[Saved entries]
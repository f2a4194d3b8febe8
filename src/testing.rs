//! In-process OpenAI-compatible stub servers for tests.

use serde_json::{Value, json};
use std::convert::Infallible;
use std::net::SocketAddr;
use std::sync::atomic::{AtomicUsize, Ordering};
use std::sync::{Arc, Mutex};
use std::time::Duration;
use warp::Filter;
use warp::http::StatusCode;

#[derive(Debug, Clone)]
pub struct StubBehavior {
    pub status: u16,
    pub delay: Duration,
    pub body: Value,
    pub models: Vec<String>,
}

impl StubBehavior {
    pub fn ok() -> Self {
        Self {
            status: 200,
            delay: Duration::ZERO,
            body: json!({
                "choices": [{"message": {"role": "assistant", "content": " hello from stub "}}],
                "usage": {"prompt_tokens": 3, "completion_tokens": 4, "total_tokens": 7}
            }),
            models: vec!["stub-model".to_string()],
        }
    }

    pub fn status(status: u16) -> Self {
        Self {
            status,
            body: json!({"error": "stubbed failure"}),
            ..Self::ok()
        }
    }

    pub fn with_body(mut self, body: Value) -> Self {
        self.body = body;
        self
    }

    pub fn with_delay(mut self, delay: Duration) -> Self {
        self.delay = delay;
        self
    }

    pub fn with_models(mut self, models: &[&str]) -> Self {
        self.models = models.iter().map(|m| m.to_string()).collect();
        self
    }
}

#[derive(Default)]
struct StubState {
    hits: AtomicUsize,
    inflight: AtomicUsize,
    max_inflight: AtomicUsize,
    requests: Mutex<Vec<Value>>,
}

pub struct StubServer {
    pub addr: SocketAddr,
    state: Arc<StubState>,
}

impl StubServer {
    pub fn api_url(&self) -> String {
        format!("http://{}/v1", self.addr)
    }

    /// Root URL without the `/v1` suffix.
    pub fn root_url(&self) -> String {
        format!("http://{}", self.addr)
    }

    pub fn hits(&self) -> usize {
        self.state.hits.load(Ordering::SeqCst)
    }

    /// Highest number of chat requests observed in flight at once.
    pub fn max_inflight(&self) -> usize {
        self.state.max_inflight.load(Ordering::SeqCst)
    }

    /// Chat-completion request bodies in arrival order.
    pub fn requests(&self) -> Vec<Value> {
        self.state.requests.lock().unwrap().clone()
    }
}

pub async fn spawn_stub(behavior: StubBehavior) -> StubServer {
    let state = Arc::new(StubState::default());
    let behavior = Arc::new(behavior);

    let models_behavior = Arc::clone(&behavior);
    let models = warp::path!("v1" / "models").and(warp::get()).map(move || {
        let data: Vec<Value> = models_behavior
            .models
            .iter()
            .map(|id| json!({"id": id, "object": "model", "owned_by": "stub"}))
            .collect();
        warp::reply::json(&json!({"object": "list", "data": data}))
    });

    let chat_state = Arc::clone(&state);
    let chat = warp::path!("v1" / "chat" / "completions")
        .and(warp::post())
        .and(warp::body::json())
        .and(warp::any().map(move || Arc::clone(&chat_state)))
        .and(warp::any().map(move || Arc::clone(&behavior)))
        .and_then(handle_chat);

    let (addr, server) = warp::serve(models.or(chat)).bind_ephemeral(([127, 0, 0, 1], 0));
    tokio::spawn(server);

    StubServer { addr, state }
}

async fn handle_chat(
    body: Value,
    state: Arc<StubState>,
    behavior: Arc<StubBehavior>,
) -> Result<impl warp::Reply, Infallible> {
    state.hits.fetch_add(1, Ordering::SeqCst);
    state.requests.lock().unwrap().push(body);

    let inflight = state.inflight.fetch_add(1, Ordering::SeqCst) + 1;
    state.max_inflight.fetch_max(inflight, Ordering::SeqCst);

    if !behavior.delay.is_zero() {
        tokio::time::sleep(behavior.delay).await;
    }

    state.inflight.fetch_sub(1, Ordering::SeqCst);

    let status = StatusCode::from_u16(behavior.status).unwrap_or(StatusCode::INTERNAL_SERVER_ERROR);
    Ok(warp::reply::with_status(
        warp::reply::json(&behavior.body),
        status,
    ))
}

* * *

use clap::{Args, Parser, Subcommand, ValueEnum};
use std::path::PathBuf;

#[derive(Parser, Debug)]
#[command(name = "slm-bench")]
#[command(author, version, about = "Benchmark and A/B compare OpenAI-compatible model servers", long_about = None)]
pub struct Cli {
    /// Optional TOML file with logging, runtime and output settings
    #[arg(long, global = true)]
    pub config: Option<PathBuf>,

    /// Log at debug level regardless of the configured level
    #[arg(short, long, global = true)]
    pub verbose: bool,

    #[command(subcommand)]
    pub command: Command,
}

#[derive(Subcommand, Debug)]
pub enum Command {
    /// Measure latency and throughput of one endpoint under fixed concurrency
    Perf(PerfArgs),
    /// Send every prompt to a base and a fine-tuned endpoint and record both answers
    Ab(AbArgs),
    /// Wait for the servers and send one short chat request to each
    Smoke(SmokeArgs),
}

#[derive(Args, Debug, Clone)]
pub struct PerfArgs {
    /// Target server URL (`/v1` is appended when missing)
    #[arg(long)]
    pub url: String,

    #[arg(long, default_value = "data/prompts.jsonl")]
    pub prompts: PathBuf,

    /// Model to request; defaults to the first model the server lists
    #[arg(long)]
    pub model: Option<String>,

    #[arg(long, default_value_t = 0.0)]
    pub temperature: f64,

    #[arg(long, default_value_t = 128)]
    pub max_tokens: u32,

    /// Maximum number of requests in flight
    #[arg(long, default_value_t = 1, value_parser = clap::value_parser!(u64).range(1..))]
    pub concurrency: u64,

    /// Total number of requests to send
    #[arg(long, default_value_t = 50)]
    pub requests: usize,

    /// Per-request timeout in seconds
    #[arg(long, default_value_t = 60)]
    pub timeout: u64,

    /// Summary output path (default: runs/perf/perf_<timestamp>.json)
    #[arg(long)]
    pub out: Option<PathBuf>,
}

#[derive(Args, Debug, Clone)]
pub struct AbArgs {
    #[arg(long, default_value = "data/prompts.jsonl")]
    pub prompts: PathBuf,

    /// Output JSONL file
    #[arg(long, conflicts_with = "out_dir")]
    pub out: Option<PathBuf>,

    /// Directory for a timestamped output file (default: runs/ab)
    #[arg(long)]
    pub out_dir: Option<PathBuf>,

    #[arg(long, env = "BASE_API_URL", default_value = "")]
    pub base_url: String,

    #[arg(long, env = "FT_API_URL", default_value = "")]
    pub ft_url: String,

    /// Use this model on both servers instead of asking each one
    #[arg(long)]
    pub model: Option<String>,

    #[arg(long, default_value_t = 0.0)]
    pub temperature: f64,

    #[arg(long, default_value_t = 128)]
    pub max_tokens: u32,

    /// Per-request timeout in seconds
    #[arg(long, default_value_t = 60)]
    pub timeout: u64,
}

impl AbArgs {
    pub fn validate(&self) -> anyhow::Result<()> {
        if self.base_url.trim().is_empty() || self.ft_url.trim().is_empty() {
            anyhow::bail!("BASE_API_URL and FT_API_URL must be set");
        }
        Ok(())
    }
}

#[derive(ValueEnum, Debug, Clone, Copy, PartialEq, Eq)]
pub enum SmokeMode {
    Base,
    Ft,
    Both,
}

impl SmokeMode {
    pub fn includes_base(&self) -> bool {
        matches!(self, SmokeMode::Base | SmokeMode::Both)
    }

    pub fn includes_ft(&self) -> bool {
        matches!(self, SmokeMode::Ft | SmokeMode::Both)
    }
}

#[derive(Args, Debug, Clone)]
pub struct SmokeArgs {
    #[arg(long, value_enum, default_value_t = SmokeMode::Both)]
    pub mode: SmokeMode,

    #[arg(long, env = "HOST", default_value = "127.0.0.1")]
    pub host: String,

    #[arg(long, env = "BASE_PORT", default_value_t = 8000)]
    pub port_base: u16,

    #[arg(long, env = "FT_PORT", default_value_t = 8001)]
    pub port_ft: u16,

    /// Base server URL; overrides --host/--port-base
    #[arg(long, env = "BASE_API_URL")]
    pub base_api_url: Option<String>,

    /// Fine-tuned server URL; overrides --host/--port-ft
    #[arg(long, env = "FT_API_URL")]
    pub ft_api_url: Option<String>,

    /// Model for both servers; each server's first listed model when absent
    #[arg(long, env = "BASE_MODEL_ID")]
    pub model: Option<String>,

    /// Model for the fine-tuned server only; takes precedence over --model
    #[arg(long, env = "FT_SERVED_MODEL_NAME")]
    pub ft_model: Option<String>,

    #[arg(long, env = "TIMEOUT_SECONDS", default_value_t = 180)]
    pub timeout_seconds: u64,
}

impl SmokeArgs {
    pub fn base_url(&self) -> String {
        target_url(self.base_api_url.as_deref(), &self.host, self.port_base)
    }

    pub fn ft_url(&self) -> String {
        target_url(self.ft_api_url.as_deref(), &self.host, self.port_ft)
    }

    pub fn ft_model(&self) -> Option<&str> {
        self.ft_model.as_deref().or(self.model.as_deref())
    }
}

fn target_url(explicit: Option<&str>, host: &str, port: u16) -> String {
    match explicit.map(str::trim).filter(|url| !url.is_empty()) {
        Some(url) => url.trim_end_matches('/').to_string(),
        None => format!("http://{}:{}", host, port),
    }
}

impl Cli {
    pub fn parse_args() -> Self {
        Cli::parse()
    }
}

*PROMPT:*
Whenever the string "first" shows up in a line above, copy that line.

*RESPONSE:*
    /// Model to request; defaults to the first model the server lists
    /// Model for both servers; each server's first listed model when absent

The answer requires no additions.